How to tackle finding sentences with the help of structures

Question

Assume a predicate logic language with binary predicate letter R and equality. Consider the following three models:

• Give a sentence $\varphi a$ that is true for 1, but not for 2 or 3.
• Give a sentence $\varphi b$ that is true for 3, but not for 1 or 2.
• Give a sentence $\varphi c$ that is true for 2, but not for 1 or 3.

My question is this: how can I find, or is there a good way to find, answers to these questions?

My thought process is as follows: I try to find any differences between the tree models. The only difference in this case that I can find is that between them, they differ in the number of relations they have. So, I think that I should base my answer on the number of relations, e.g. for the first model something like "There are exactly four relations". But then I'd have to write e.g. for 1: $\exists w \exists x \exists y \exists z ((wRx) \wedge (wRy) \wedge etc. \wedge \forall u(x = u \vee z = u...))$ That is going to be a very long formula!

Answer 1

The unremarkable fact about (1) is that there is no point in it that 'sees' (R) every other point, so:

$$\phi_a\equiv \lnot\exists x \forall y(xRy).$$

The special feature of (3) is that it has a point (bottom left) that sees only one other point, so:

$$\phi_b\equiv \exists x\exists y(xRy \land \forall z(xRz \rightarrow z=y)).$$

Lastly, what's special about (2) is that it has two distinct points (top left, bottom right) s.t. every point either is or is seen by both of them (not sure if I expressed that properly). Formally that gives:

$$\phi_c \equiv \exists x \exists y(x \not= y \land \forall z([z=x \lor xRz] \land [z = y \lor yRz])).$$

Hagen's answer looks good. Mine are slightly different from his, so I thought I'd share the process.

Answer 2

Length should not be a problem (also, model 3 also has exactly four arrows). Of course, we will always start from a rather short conceptual formula and then translate it to the basics, which we should expect to produce somwhat longer formulas.
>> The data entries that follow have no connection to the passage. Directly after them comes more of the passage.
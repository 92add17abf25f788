//! Path parameter extractors

use audit_core::Snowflake;
use serde::Deserialize;

use crate::response::ApiError;

/// Path parameters with audit_log_id
#[derive(Debug, Deserialize)]
pub struct AuditLogIdPath {
    pub audit_log_id: String,
}

impl AuditLogIdPath {
    pub fn audit_log_id(&self) -> Result<Snowflake, ApiError> {
        self.audit_log_id
            .parse()
            .map_err(|_| ApiError::invalid_path("Invalid audit_log_id format"))
    }
}

/// Path parameters with user_id
#[derive(Debug, Deserialize)]
pub struct UserIdPath {
    pub user_id: String,
}

impl UserIdPath {
    pub fn user_id(&self) -> Result<Snowflake, ApiError> {
        self.user_id
            .parse()
            .map_err(|_| ApiError::invalid_path("Invalid user_id format"))
    }
}
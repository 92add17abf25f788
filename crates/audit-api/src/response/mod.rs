//! Response types and error handling for API endpoints

use axum::{
    http::StatusCode,
    response::{IntoResponse, Response},
    Json,
};
use audit_common::{domain_status, AppError};
use audit_core::DomainError;
use audit_service::ServiceError;
use serde::Serialize;
use thiserror::Error;
use tracing::error;
use validator::ValidationErrors;

/// API error type for consistent error responses
#[derive(Debug, Error)]
pub enum ApiError {
    #[error("{0}")]
    App(#[from] AppError),

    #[error("{0}")]
    Service(#[from] ServiceError),

    #[error("{0}")]
    Domain(#[from] DomainError),

    #[error("Validation error: {0}")]
    Validation(#[from] ValidationErrors),

    #[error("Invalid path parameter: {0}")]
    InvalidPath(String),

    #[error("Invalid query parameter: {0}")]
    InvalidQuery(String),

    #[error("Invalid request body: {0}")]
    InvalidBody(String),

    #[error("Internal server error")]
    Internal(#[source] anyhow::Error),
}

fn status_from(code: u16) -> StatusCode {
    StatusCode::from_u16(code).unwrap_or(StatusCode::INTERNAL_SERVER_ERROR)
}

impl ApiError {
    /// Get HTTP status code for this error
    #[must_use]
    pub fn status_code(&self) -> StatusCode {
        match self {
            Self::App(e) => status_from(e.status_code()),
            Self::Service(e) => status_from(e.status_code()),
            Self::Domain(e) => status_from(domain_status(e)),
            Self::Validation(_) | Self::InvalidPath(_) | Self::InvalidQuery(_) | Self::InvalidBody(_) => {
                StatusCode::BAD_REQUEST
            }
            Self::Internal(_) => StatusCode::INTERNAL_SERVER_ERROR,
        }
    }

    /// Get error code for API responses
    #[must_use]
    pub fn error_code(&self) -> &str {
        match self {
            Self::App(e) => e.error_code(),
            Self::Service(e) => e.error_code(),
            Self::Domain(e) => e.code(),
            Self::Validation(_) => "VALIDATION_ERROR",
            Self::InvalidPath(_) => "INVALID_PATH_PARAMETER",
            Self::InvalidQuery(_) => "INVALID_QUERY_PARAMETER",
            Self::InvalidBody(_) => "INVALID_BODY",
            Self::Internal(_) => "INTERNAL_ERROR",
        }
    }

    pub fn internal(err: impl Into<anyhow::Error>) -> Self {
        Self::Internal(err.into())
    }

    pub fn invalid_path(msg: impl Into<String>) -> Self {
        Self::InvalidPath(msg.into())
    }

    pub fn invalid_query(msg: impl Into<String>) -> Self {
        Self::InvalidQuery(msg.into())
    }

    pub fn invalid_body(msg: impl Into<String>) -> Self {
        Self::InvalidBody(msg.into())
    }
}

/// Error response body
#[derive(Debug, Serialize)]
pub struct ErrorBody {
    pub error: ErrorDetail,
}

/// Error detail for API responses
#[derive(Debug, Serialize)]
pub struct ErrorDetail {
    pub code: String,
    pub message: String,
    #[serde(skip_serializing_if = "Option::is_none")]
    pub details: Option<serde_json::Value>,
}

impl From<&ApiError> for ErrorBody {
    fn from(err: &ApiError) -> Self {
        let details = if let ApiError::Validation(errors) = err {
            Some(serde_json::to_value(errors).unwrap_or_default())
        } else {
            None
        };

        Self {
            error: ErrorDetail {
                code: err.error_code().to_string(),
                message: err.to_string(),
                details,
            },
        }
    }
}

impl IntoResponse for ApiError {
    fn into_response(self) -> Response {
        let status = self.status_code();

        if status.is_server_error() {
            error!(error = ?self, "Server error occurred");
        }

        (status, Json(ErrorBody::from(&self))).into_response()
    }
}

/// Type alias for API results
pub type ApiResult<T> = Result<T, ApiError>;

/// Created response (201) with JSON body
pub struct Created<T>(pub T);

impl<T: IntoResponse> IntoResponse for Created<T> {
    fn into_response(self) -> Response {
        let mut response = self.0.into_response();
        *response.status_mut() = StatusCode::CREATED;
        response
    }
}
//! # audit-core
//!
//! Domain layer for the audit trail: the audit entry and the user it points at,
//! time-ordered identifiers, domain errors, and the repository traits the
//! infrastructure layer implements. No database or web framework types appear here.

pub mod entities;
pub mod error;
pub mod traits;
pub mod value_objects;

// Re-export commonly used types at crate root
pub use entities::{AuditLog, NewAuditLog, User};
pub use error::DomainError;
pub use traits::{AuditLogQuery, AuditLogRepository, RepoResult, UserRepository};
pub use value_objects::{Snowflake, SnowflakeGenerator, SnowflakeParseError};
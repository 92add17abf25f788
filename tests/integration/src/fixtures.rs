//! Request and response shapes used by the API tests

use serde::{Deserialize, Serialize};
use serde_json::Value as JsonValue;

/// Record request
#[derive(Debug, Serialize)]
pub struct CreateAuditLog {
    #[serde(skip_serializing_if = "Option::is_none")]
    pub user_id: Option<String>,
    #[serde(skip_serializing_if = "Option::is_none")]
    pub action: Option<String>,
    #[serde(skip_serializing_if = "Option::is_none")]
    pub details: Option<JsonValue>,
}

impl CreateAuditLog {
    pub fn new(user_id: impl ToString, action: &str) -> Self {
        Self {
            user_id: Some(user_id.to_string()),
            action: Some(action.to_string()),
            details: None,
        }
    }

    #[must_use]
    pub fn with_details(mut self, details: JsonValue) -> Self {
        self.details = Some(details);
        self
    }
}

/// Entry as returned by the API
#[derive(Debug, Deserialize)]
pub struct AuditLogBody {
    pub id: String,
    pub user_id: String,
    pub action: String,
    pub details: Option<JsonValue>,
    pub created_at: String,
    pub updated_at: String,
}

/// Entry with its user resolved
#[derive(Debug, Deserialize)]
pub struct AuditLogWithUserBody {
    #[serde(flatten)]
    pub log: AuditLogBody,
    pub user: Option<UserBody>,
}

#[derive(Debug, Deserialize)]
pub struct UserBody {
    pub id: String,
    pub username: String,
    pub email: String,
}

#[derive(Debug, Deserialize)]
pub struct PageBody {
    pub data: Vec<AuditLogBody>,
    pub pagination: PaginationBody,
}

#[derive(Debug, Deserialize)]
pub struct PaginationBody {
    pub before: Option<String>,
    pub after: Option<String>,
    pub has_more: bool,
    pub limit: i64,
    pub total: i64,
}

/// Error envelope
#[derive(Debug, Deserialize)]
pub struct ErrorEnvelope {
    pub error: ErrorBody,
}

#[derive(Debug, Deserialize)]
pub struct ErrorBody {
    pub code: String,
    pub message: String,
    pub details: Option<JsonValue>,
}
Instead of counting the total number of arrows, I'd suggest other (high-level) properties, such as

1. All nodes have at most two neighbours (i.e. among three neighbours, some must be equal) $$\forall x\forall y\forall z\forall w\colon (xRy\land xRz\land xRw)\to (y=z\lor y=w\lor z=w) $$
2. There exist at least two nodes having all others as neighbours $$\exists x\exists y\forall z\colon (x\ne z\to xRz)\land(y\ne z\to yRz)\land x\ne y$$
3. There exists a node with only one neighbor $$\exists x\forall y\forall z\colon (xRy\land xRz)\to y=z $$

There are of course other properties one can think of. For example, do you see in which of the models $$ \forall x\forall y\forall z\colon\neg(xRy\land yRz\land zRx)$$ holds?